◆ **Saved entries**
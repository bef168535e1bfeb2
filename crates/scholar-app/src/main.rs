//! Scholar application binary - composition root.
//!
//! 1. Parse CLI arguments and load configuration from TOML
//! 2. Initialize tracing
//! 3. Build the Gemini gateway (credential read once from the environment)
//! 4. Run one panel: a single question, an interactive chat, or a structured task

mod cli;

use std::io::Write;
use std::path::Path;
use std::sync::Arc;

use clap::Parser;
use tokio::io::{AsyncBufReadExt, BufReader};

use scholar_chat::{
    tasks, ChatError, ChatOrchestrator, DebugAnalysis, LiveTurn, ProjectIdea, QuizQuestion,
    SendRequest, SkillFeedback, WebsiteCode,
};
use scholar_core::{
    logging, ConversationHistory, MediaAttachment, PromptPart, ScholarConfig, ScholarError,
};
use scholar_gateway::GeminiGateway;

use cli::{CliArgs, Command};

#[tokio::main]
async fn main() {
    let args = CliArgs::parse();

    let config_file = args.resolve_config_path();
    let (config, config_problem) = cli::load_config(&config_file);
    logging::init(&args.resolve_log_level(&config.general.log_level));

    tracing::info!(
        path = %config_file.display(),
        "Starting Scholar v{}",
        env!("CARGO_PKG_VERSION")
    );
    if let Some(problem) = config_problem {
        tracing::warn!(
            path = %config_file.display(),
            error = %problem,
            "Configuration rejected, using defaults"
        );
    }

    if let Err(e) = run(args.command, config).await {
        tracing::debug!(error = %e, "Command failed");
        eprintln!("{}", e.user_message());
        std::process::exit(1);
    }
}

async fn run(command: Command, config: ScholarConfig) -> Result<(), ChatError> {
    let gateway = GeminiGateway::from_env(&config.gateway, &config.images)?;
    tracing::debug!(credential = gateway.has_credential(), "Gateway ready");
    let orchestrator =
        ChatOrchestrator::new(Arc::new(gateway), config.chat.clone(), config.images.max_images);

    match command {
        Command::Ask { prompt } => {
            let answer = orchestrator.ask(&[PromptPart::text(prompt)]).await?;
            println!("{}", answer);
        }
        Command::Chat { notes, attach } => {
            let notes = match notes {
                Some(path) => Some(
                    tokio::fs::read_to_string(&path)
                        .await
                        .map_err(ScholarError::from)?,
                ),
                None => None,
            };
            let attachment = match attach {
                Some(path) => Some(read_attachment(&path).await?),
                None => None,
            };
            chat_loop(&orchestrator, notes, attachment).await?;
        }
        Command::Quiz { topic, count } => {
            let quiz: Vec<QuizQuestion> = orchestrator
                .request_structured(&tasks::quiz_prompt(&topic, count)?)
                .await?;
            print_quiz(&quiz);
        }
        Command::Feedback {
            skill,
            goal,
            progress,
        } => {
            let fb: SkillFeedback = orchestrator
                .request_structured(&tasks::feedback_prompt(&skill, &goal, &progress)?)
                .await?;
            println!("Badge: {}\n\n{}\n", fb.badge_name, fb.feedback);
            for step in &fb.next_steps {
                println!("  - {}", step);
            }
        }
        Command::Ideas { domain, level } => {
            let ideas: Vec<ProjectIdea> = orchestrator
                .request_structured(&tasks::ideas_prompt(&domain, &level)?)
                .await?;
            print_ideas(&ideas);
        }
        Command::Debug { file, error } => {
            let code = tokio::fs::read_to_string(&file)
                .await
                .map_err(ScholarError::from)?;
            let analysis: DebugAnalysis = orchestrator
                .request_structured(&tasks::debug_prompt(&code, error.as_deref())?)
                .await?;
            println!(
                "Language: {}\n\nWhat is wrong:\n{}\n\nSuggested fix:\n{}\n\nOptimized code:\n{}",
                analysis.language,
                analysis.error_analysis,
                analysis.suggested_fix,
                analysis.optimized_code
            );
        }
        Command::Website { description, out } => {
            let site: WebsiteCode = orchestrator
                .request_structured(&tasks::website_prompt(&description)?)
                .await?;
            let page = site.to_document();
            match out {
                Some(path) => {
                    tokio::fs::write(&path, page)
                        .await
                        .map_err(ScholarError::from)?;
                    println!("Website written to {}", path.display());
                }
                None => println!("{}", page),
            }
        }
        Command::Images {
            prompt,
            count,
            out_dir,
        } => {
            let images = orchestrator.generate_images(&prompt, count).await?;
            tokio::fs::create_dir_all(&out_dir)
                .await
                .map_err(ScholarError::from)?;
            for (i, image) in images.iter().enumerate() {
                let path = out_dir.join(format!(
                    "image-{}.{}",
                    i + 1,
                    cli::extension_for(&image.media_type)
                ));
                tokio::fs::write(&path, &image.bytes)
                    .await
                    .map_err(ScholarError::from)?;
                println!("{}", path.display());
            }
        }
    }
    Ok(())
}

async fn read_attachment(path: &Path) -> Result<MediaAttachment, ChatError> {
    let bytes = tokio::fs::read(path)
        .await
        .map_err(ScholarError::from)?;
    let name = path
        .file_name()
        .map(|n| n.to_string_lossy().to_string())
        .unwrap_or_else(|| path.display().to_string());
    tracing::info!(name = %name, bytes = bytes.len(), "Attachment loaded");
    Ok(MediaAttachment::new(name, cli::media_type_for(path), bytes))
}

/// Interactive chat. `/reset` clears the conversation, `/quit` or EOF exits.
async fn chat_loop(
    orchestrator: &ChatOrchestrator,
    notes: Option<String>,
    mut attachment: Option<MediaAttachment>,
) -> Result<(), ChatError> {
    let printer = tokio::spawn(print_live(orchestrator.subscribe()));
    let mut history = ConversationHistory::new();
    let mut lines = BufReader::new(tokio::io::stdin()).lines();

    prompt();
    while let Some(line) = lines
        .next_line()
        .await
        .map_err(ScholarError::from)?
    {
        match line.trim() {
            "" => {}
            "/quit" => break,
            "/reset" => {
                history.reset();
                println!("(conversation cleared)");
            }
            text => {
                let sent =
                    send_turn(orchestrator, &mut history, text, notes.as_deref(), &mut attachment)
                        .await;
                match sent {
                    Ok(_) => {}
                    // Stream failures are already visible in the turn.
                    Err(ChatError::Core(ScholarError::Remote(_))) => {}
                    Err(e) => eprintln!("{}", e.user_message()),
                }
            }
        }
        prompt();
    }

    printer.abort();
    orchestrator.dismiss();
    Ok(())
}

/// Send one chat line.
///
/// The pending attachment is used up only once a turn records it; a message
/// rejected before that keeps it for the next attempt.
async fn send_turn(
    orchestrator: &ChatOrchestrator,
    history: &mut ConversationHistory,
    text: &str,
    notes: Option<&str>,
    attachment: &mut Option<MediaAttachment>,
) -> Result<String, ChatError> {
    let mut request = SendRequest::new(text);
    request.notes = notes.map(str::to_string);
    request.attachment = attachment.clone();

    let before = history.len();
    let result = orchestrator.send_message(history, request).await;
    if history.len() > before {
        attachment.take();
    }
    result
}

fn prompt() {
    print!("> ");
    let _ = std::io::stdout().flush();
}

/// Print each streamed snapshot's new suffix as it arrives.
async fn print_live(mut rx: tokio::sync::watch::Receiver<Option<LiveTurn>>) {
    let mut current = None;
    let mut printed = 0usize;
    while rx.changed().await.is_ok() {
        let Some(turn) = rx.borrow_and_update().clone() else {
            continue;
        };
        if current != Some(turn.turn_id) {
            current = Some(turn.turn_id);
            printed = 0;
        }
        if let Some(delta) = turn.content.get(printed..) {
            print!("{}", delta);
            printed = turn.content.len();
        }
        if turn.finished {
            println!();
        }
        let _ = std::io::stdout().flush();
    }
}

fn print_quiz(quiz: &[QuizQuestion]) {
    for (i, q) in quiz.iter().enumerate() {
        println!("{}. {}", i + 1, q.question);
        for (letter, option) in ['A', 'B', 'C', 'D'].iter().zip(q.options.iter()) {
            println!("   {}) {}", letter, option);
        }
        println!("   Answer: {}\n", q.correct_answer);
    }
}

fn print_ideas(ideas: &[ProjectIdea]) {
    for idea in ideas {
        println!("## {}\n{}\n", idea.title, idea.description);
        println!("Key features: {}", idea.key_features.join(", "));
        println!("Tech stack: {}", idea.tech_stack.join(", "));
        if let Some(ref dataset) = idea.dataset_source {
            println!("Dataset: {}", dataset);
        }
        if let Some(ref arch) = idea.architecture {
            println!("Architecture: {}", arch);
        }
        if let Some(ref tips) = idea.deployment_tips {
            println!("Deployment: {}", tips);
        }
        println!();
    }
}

◆ **Exercise details**
Copy out each line carrying the string "delta" from the data.

◆ **Problem solution**
        if let Some(delta) = turn.content.get(printed..) {
            print!("{}", delta);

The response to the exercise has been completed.